In the case of the freewheeling “Anora,” written and directed by Sean Baker, who with movies like “The Florida Project” and “Tangerine” has shown an acute understanding of what it means to be down and out, our Cinderella happens to be a stripper living in Brooklyn and her Prince Charming is the privileged son of a Russian oligarch, a young man possessing wealth and expert knowledge as to where to score the best ketamine in Las Vegas.
With this telling, it’s out with the glass slipper, in with the glass bong.
And, as you might infer, ending this story with a promise of perpetual happiness may be a bit complicated, and it’s in those entanglements where the delights of this lively, generous screwball adventure can be found. If you belong to a certain generation, you might even call the movie “madcap.” But its strength lies in the thorough control Baker retains over the story. “Anora,” which won the Palme d’Or at Cannes earlier this year, stands as the best movie of his career.
Ani (Mikey Madison), as she prefers to be called, shunning the more formal name of the movie’s title, meets Ivan (Mark Eydelshteyn) at her strip club, her boss introducing them because he has asked for a private dancer who speaks Russian. Ani is Uzbek American and knows the language from her grandmother, but she’s barely proficient.
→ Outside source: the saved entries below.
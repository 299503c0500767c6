//! Planar point in slab coordinates (centimeters).

use serde::{Deserialize, Serialize};

/// A vertex on the slab surface, origin at the bottom-left corner.
#[derive(Debug, Clone, Copy, PartialEq, Default, Serialize, Deserialize)]
pub struct Point {
    /// X coordinate (cm).
    pub x: f64,
    /// Y coordinate (cm).
    pub y: f64,
}

impl Point {
    /// Create a new point.
    pub fn new(x: f64, y: f64) -> Self {
        Self { x, y }
    }

    /// Clamp into the box `[0, width] x [0, height]`.
    pub fn clamped(self, width: f64, height: f64) -> Self {
        Self {
            x: self.x.clamp(0.0, width.max(0.0)),
            y: self.y.clamp(0.0, height.max(0.0)),
        }
    }

    /// Round both coordinates to the nearest whole centimeter.
    ///
    /// Halves round up toward positive infinity, so -2.5 becomes -2 rather
    /// than the -3 that `f64::round` would give.
    pub fn rounded(self) -> Self {
        Self {
            x: (self.x + 0.5).floor(),
            y: (self.y + 0.5).floor(),
        }
    }

    /// Both coordinates are finite numbers.
    pub fn is_finite(&self) -> bool {
        self.x.is_finite() && self.y.is_finite()
    }

    /// Euclidean distance to another point.
    pub fn distance_to(&self, other: &Point) -> f64 {
        (other.x - self.x).hypot(other.y - self.y)
    }

    /// Check whether the point lies inside `[0, width] x [0, height]`.
    pub fn within(&self, width: f64, height: f64) -> bool {
        use crate::config::float_cmp::in_range;

        in_range(self.x, 0.0, width) && in_range(self.y, 0.0, height)
    }
}

impl From<(f64, f64)> for Point {
    fn from((x, y): (f64, f64)) -> Self {
        Self { x, y }
    }
}

impl std::fmt::Display for Point {
    fn fmt(&self, f: &mut std::fmt::Formatter<'_>) -> std::fmt::Result {
        write!(f, "({}, {})", self.x, self.y)
    }
}
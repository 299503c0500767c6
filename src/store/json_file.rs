//! Whole-file JSON snapshot store.
//!
//! The file is read once on open and rewritten after every change. Writes
//! go to a temporary file in the same directory which then replaces the
//! store file, and the in-memory copy only changes once that succeeds.

use super::{InventoryStore, MemoryStore};
use crate::error::{Result, TrackerError};
use crate::model::SlabRecord;
use serde::{Deserialize, Serialize};
use std::io::Write;
use std::path::{Path, PathBuf};
use tempfile::NamedTempFile;
use tracing::debug;

#[derive(Debug, Default, Serialize, Deserialize)]
struct Snapshot {
    #[serde(default)]
    slabs: Vec<SlabRecord>,
}

/// Store backed by a single JSON file.
#[derive(Debug)]
pub struct JsonFileStore {
    path: PathBuf,
    inner: MemoryStore,
}

impl JsonFileStore {
    /// Open a store file. A missing or empty file starts an empty store.
    pub fn open(path: impl AsRef<Path>) -> Result<Self> {
        let path = path.as_ref().to_path_buf();

        let inner = if path.exists() {
            let content = std::fs::read_to_string(&path).map_err(|source| {
                TrackerError::StoreFile {
                    path: path.clone(),
                    source,
                }
            })?;
            if content.trim().is_empty() {
                MemoryStore::new()
            } else {
                let snapshot: Snapshot = serde_json::from_str(&content)?;
                MemoryStore::from_slabs(snapshot.slabs)
            }
        } else {
            MemoryStore::new()
        };

        debug!("Opened {} with {} slab(s)", path.display(), inner.len());
        Ok(Self { path, inner })
    }

    pub fn path(&self) -> &Path {
        &self.path
    }

    fn flush(&self, store: &MemoryStore) -> Result<()> {
        let snapshot = Snapshot {
            slabs: store.all().cloned().collect(),
        };
        let json = serde_json::to_string_pretty(&snapshot)?;

        let io_err = |source: std::io::Error| TrackerError::StoreFile {
            path: self.path.clone(),
            source,
        };
        let dir = match self.path.parent().filter(|p| !p.as_os_str().is_empty()) {
            Some(parent) => {
                std::fs::create_dir_all(parent).map_err(io_err)?;
                parent
            }
            None => Path::new("."),
        };

        let mut file = NamedTempFile::new_in(dir).map_err(io_err)?;
        file.write_all(json.as_bytes()).map_err(io_err)?;
        file.as_file().sync_all().map_err(io_err)?;
        file.persist(&self.path).map_err(|e| io_err(e.error))?;

        debug!("Wrote {} slab(s) to {}", snapshot.slabs.len(), self.path.display());
        Ok(())
    }
}

impl InventoryStore for JsonFileStore {
    fn get_by_id(&self, tenant_id: &str, slab_id: &str) -> Result<Option<SlabRecord>> {
        self.inner.get_by_id(tenant_id, slab_id)
    }

    fn save(&mut self, slab: SlabRecord) -> Result<()> {
        let mut next = self.inner.clone();
        next.save(slab)?;
        self.flush(&next)?;
        self.inner = next;
        Ok(())
    }

    fn list_by_tenant(&self, tenant_id: &str) -> Result<Vec<SlabRecord>> {
        self.inner.list_by_tenant(tenant_id)
    }

    fn delete(&mut self, tenant_id: &str, slab_id: &str) -> Result<bool> {
        let mut next = self.inner.clone();
        let removed = next.delete(tenant_id, slab_id)?;
        if removed {
            self.flush(&next)?;
            self.inner = next;
        }
        Ok(removed)
    }
}
//! Error types for slab and remnant operations.

use std::path::PathBuf;
use thiserror::Error;

/// Error categories, grouped the way callers react to them.
#[derive(Debug, Clone, Copy, PartialEq, Eq)]
pub enum ErrorCode {
    /// Operator input was rejected; re-prompt and retry (E100).
    Validation = 100,
    /// Geometry edit could not be applied (E101).
    Geometry = 101,
    /// Referenced slab does not exist for the tenant (E200).
    NotFound = 200,
    /// Slab cannot be cut or consumed any further (E201).
    Exhausted = 201,
    /// No authenticated operator (E202).
    Identity = 202,
    /// Storage backend failure (E300).
    Storage = 300,
}

/// Main error type for the tracker.
#[derive(Debug, Error)]
pub enum TrackerError {
    #[error("A cut needs at least 3 points, the draft has {count}")]
    InsufficientVertices { count: usize },

    #[error("Client name is required")]
    MissingClientName,

    #[error("Project description is required")]
    MissingProject,

    #[error("No operator is signed in")]
    MissingIdentity,

    #[error("Missing required field '{field}'")]
    MissingField { field: String },

    #[error("Draft outline has no finite area ({area})")]
    NonFiniteArea { area: f64 },

    #[error("Edge length must be a positive number, got {length}")]
    InvalidLength { length: f64 },

    #[error("Edge {index} does not exist in a polygon with {count} points")]
    EdgeOutOfRange { index: usize, count: usize },

    #[error("Invalid slab dimensions ({width} x {height})")]
    InvalidDimensions { width: f64, height: f64 },

    #[error("Quantity must be positive, got {quantity}")]
    InvalidQuantity { quantity: i64 },

    #[error("Cannot consume {requested} unit(s) from slab {slab_id}: only {available} in stock")]
    InsufficientQuantity {
        slab_id: String,
        requested: i64,
        available: i64,
    },

    #[error("Slab not found: {slab_id} (tenant {tenant_id})")]
    SlabNotFound { tenant_id: String, slab_id: String },

    #[error("Slab {slab_id} is exhausted")]
    SlabExhausted { slab_id: String },

    #[error("Store file error at {path}: {source}")]
    StoreFile {
        path: PathBuf,
        #[source]
        source: std::io::Error,
    },

    #[error("IO error: {0}")]
    Io(#[from] std::io::Error),

    #[error("Invalid store data: {0}")]
    Json(#[from] serde_json::Error),
}

impl TrackerError {
    /// Get the error code for this error.
    pub fn code(&self) -> ErrorCode {
        match self {
            TrackerError::InsufficientVertices { .. } => ErrorCode::Validation,
            TrackerError::MissingClientName => ErrorCode::Validation,
            TrackerError::MissingProject => ErrorCode::Validation,
            TrackerError::MissingField { .. } => ErrorCode::Validation,
            TrackerError::InvalidDimensions { .. } => ErrorCode::Validation,
            TrackerError::InvalidQuantity { .. } => ErrorCode::Validation,
            TrackerError::NonFiniteArea { .. } => ErrorCode::Validation,
            TrackerError::InvalidLength { .. } => ErrorCode::Geometry,
            TrackerError::EdgeOutOfRange { .. } => ErrorCode::Geometry,
            TrackerError::MissingIdentity => ErrorCode::Identity,
            TrackerError::SlabNotFound { .. } => ErrorCode::NotFound,
            TrackerError::SlabExhausted { .. } => ErrorCode::Exhausted,
            TrackerError::InsufficientQuantity { .. } => ErrorCode::Exhausted,
            TrackerError::StoreFile { .. } => ErrorCode::Storage,
            TrackerError::Io(_) => ErrorCode::Storage,
            TrackerError::Json(_) => ErrorCode::Storage,
        }
    }

    /// Get the numeric error code value.
    pub fn code_value(&self) -> i32 {
        self.code() as i32
    }

    /// Whether the operator can fix this by correcting input.
    pub fn is_validation(&self) -> bool {
        self.code() == ErrorCode::Validation
    }
}

/// Result type alias for tracker operations.
pub type Result<T> = std::result::Result<T, TrackerError>;
//! Whole-unit stock movements (restock and consumption).

use chrono::{DateTime, Utc};
use serde::{Deserialize, Serialize};

/// Direction of a stock movement.
#[derive(Debug, Clone, Copy, PartialEq, Eq, Serialize, Deserialize)]
#[serde(rename_all = "SCREAMING_SNAKE_CASE")]
pub enum MovementKind {
    /// Units entering stock.
    Restock,
    /// Units leaving stock.
    Consumption,
}

impl MovementKind {
    /// Signed change applied to the quantity for `amount` units.
    pub fn delta(&self, amount: i64) -> i64 {
        match self {
            MovementKind::Restock => amount,
            MovementKind::Consumption => -amount,
        }
    }
}

impl std::fmt::Display for MovementKind {
    fn fmt(&self, f: &mut std::fmt::Formatter<'_>) -> std::fmt::Result {
        match self {
            MovementKind::Restock => write!(f, "restock"),
            MovementKind::Consumption => write!(f, "consumption"),
        }
    }
}

/// A recorded quantity change on a slab record.
#[derive(Debug, Clone, PartialEq, Serialize, Deserialize)]
#[serde(rename_all = "camelCase")]
pub struct StockMovement {
    pub id: String,
    pub date: DateTime<Utc>,
    pub kind: MovementKind,
    /// Number of units moved (always positive).
    pub quantity: i64,
    #[serde(default)]
    pub note: String,
    pub operator_id: String,
    pub operator_name: String,
}
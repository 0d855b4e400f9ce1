use std::sync::Arc;

use rand::Rng;

use crate::{
    config::ResistanceConfig,
    entity::{Entity, EntityId, EntityType},
    notify::StatusObserver,
    status::{
        hooks, ActiveEffect, Applied, EffectKind, EndCause, Rejected, ResistFormula, StackPolicy,
        StartFlags, StartOutcome, StartRequest, TimerService, TimerTarget, CHANCE_MAX,
    },
};

use super::{tick::periodic_of, StatusEngine};

impl<T: TimerService, O: StatusObserver> StatusEngine<T, O> {
    /// 효과 시작 요청
    ///
    /// 거절은 오류가 아니라 일반 결과값이다. 수락되면 후속 명령(링크, 오라, 소환수 전파)까지
    /// 모두 처리한 뒤 돌아온다.
    pub fn start_effect(
        &mut self,
        target: EntityId,
        request: StartRequest,
    ) -> Result<Applied, Rejected> {
        let result = self.start_inner(target, request);
        self.drain_commands();
        result
    }

    pub(super) fn start_inner(
        &mut self,
        id: EntityId,
        request: StartRequest,
    ) -> Result<Applied, Rejected> {
        let db = Arc::clone(&self.db);
        let config = Arc::clone(&self.config);
        let kind = request.kind;
        let flags = request.flags;
        let unconditional = flags.contains(StartFlags::UNCONDITIONAL);
        let restored = flags.contains(StartFlags::RESTORED);

        let Some(desc) = db.get(kind) else {
            tracing::warn!("no descriptor for {}", kind);
            return Err(Rejected::Blocked);
        };

        let Some(entity) = self.arena.get(id) else {
            tracing::warn!("start of {} addressed to missing entity {}", kind, id);
            return Err(Rejected::Missing);
        };

        // 1. 사망
        if !entity.alive {
            return Err(Rejected::Dead);
        }

        // 2. 행동 불능 계열끼리는 배타적
        let active_incapacitation: Vec<EffectKind> = if desc.incapacitating {
            entity
                .effects
                .kinds_sorted()
                .into_iter()
                .filter(|k| k.is_incapacitation())
                .collect()
        } else {
            Vec::new()
        };
        if !active_incapacitation.is_empty() && !unconditional {
            return Err(Rejected::Overridden);
        }

        // 3. 보스 면역
        if !unconditional && entity.boss && config.resistance.boss_immune.contains(&kind) {
            return Err(Rejected::Immune);
        }

        // 4. 속성 면역, 저항 100% 이상
        let resistance = resistance_percent(entity, desc.resist, &config.resistance);
        if !unconditional
            && (desc.immune_elements.contains(&entity.element) || resistance >= 100)
        {
            return Err(Rejected::Immune);
        }

        if entity.effects.has_any(&desc.blocked_by) {
            return Err(Rejected::Blocked);
        }
        if !desc.requires_any.is_empty() && !entity.effects.has_any(&desc.requires_any) {
            return Err(Rejected::Blocked);
        }

        // 5. 확률 판정
        if !unconditional && !restored {
            let chance = effective_chance(
                request.chance,
                resistance,
                entity.entity_type == EntityType::Monster,
                &config.resistance,
            );
            if self.rng.gen_range(0..CHANCE_MAX) >= chance {
                return Err(Rejected::RolledOut);
            }
        }

        // 6. 지속시간
        let requested = request.duration_ms.unwrap_or(desc.base_duration_ms);
        let duration = if requested == 0 {
            None
        } else {
            let mut ms = requested;
            if !restored {
                ms = hooks::adjust_duration(kind, entity, ms);
            }
            let reduce = config.duration.reduce_by_resistance
                && !flags.intersects(StartFlags::FIXED_DURATION | StartFlags::RESTORED);
            if reduce {
                ms = reduce_duration(ms, resistance, desc.min_duration_ms);
            }
            Some(ms)
        };

        // 7. 같은 종류와의 중첩 처리
        let existing = entity.effects.get(kind);
        let (outcome, stacks) = match (existing, desc.stacking) {
            (None, _) => (StartOutcome::Started, 1),
            (Some(_), StackPolicy::NoRefresh) => return Err(Rejected::Overridden),
            (Some(current), StackPolicy::Replace) if current.level() > request.params[0] => {
                return Err(Rejected::Overridden)
            }
            (Some(_), StackPolicy::Replace | StackPolicy::AlwaysRefresh) => {
                (StartOutcome::Refreshed, 1)
            }
            (Some(current), StackPolicy::Counter { max }) => {
                let stacks = current.stacks.saturating_add(1).min(max.max(1));
                (StartOutcome::Stacked { stacks }, stacks)
            }
        };
        let old_timer = existing.and_then(|e| e.timer);

        let params = if restored {
            request.params
        } else {
            hooks::start_params(kind, entity, request.params)
        };

        // 8. 수락
        for other in active_incapacitation.iter().filter(|k| **k != kind) {
            self.end_inner(id, *other, EndCause::Replaced);
        }
        for other in &desc.clears_on_start {
            self.end_inner(id, *other, EndCause::Replaced);
        }

        // 같은 슬롯에 살아있는 타이머는 하나뿐이어야 한다.
        if let Some(handle) = old_timer {
            self.timers.cancel(handle);
        }

        let relayed = flags.contains(StartFlags::RELAYED);
        let now = self.now_ms;
        let periodic = periodic_of(desc, relayed, config.world.aura_pulse_ms);

        // 주기 효과도 만료 시각은 최종 지속시간이 정한다. 틱은 그 안에 들어가는 만큼만.
        let (due, ticks_remaining, expires_at_ms) = match (periodic, duration) {
            (Some((interval, _)), Some(ms)) => {
                let expires = now.saturating_add(ms);
                let ticks = u32::try_from(ms / interval).unwrap_or(u32::MAX);
                (
                    Some(now.saturating_add(interval).min(expires)),
                    Some(ticks),
                    Some(expires),
                )
            }
            (Some((interval, _)), None) => (Some(now.saturating_add(interval)), None, None),
            (None, Some(ms)) => {
                let expires = now.saturating_add(ms);
                (Some(expires), None, Some(expires))
            }
            (None, None) => (None, None, None),
        };
        let timer = due.map(|due_ms| {
            self.timers
                .schedule(due_ms, TimerTarget { entity: id, kind })
        });

        let mut effect = ActiveEffect::new(kind, params, desc.groups);
        effect.partner = request.partner;
        effect.source = request.source;
        effect.relayed = relayed;
        effect.stacks = stacks;
        effect.duration_ms = duration;
        effect.started_at_ms = now;
        effect.expires_at_ms = expires_at_ms;
        effect.ticks_remaining = ticks_remaining;
        effect.timer = timer;

        let Some(entity) = self.arena.get_mut(id) else {
            if let Some(handle) = timer {
                self.timers.cancel(handle);
            }
            return Err(Rejected::Missing);
        };
        entity.effects.insert(effect);
        if !restored {
            hooks::after_start(kind, entity);
        }

        tracing::debug!(
            "{} started on {} ({:?}, duration {:?})",
            kind,
            id,
            outcome,
            duration
        );
        self.observer.on_effect_started(now, id, kind, desc.icon);
        self.refresh_stats(id);
        self.propagate_start(id, desc, &request, duration);

        Ok(Applied {
            outcome,
            duration_ms: duration,
        })
    }
}

/// 대상의 저항(%)
///
/// vit/int/mdef 공식은 base + 스탯 + luk / luk_divisor, luk 공식은 base + luk.
pub(crate) fn resistance_percent(
    entity: &Entity,
    formula: ResistFormula,
    config: &ResistanceConfig,
) -> i32 {
    let stats = entity.derived();
    let luk_bonus = stats.luk / config.luk_divisor.max(1);
    let value = match formula {
        ResistFormula::None => return 0,
        ResistFormula::Vit => config.base + stats.vit + luk_bonus,
        ResistFormula::Int => config.base + stats.int + luk_bonus,
        ResistFormula::Mdef => config.base + stats.mdef + luk_bonus,
        ResistFormula::Luk => config.base + stats.luk,
    };
    value.max(0)
}

/// 저항을 반영한 유효 확률 (basis point)
pub(crate) fn effective_chance(
    chance: u32,
    resistance: i32,
    monster: bool,
    config: &ResistanceConfig,
) -> u32 {
    let mut rate = (100 - resistance.clamp(0, 100)) as u32;
    if monster {
        rate = rate.max(config.monster_min_rate.clamp(0, 100) as u32);
    }
    chance.min(CHANCE_MAX) * rate / 100
}

/// 저항으로 줄어든 지속시간. 하한(floor)보다 짧아지지 않고 요청보다 길어지지 않는다.
pub(crate) fn reduce_duration(requested: u64, resistance: i32, floor: u64) -> u64 {
    let keep = (100 - resistance.clamp(0, 100)) as u128;
    let reduced = u64::try_from(u128::from(requested) * keep / 100).unwrap_or(requested);
    reduced.max(floor.min(requested))
}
Friendly and flirty, her talents lie in other areas, and Ivan soon is eager to know if she “works outside the club.” She does and, not long after they meet, she’s paying a visit to his Brighton Beach mansion.
“You paid for an hour, and there’s still 45 minutes left,” Ani tells him after their first brief encounter.
I did say Ivan was eager. Reckless too, but also, in a certain (neon) light, boyishly charming. He says he’s 21 but, given his impulsive energy and short attention span, that might be dog years. After taking Ani to Vegas on his private jet, Ivan pops the question (maybe J. Lo’s documentary inspired him), prompting Ani to hold up her ring finger and ask, “Three carats?” “What about four?” Ivan replies.
Who says romance is dead?
“Anora” gets off on the hormonal rush of their fling, and for a good part of the movie’s 139-minute running time, Baker delights in the exhilaration of their unhinged melody. But there’s got to be a morning after, and reality comes knocking on the door one day at the behest of Ivan’s parents. An annulment is ordered, the details to be sorted out by Toros (Karren Karagulian), an Armenian priest who doubles as Ivan’s weary fixer, the burly sidekick Garnick (Vache Tovmasyan) and a brooding Russian, Igor (Yura Borisov), brought in for muscle in case things get out of hand — which, of course, they quickly do.
“He shamed his family by marrying someone like you,” Toros tells Ani, a judgment she does not take well. Baker showcases her reaction in a lengthy action set piece that becomes funnier with each flying fist. It’s the first of many times the movie shifts its tone over its second half, becoming grittier and more ambitious as it hurtles toward a final scene that will wreck your heart as the reality of everything Ani has experienced comes crashing down on her.
That final gut punch is a tribute to Madison, who played a member of the Manson Family in Quentin Tarantino’s “Once Upon a Time … in Hollywood,” a movie that continues to cement a place in the casting hall of fame. Baker wrote the part for her, and Madison returned the favor with a star-making performance, leaning into Ani’s audacity while revealing the fragile façade, the vulnerabilities and self-deception lurking underneath.
Baker’s movies are attuned to class and privilege, existing on the edges of an America rarely captured on film. In “Anora,” he wraps his protagonist in a Russian sable and glories in her upward mobility to the tune of Take That’s “Greatest Day” (“The future is ours to find”) only to send her into the wintry streets of Brighton Beach and the cold Coney Island boardwalk, jockeying with a bunch of thugs for power and status. Baker pushes the comedy, but, just as with Ani, the injustice of it all is plain as day. You won’t root harder for another character this year.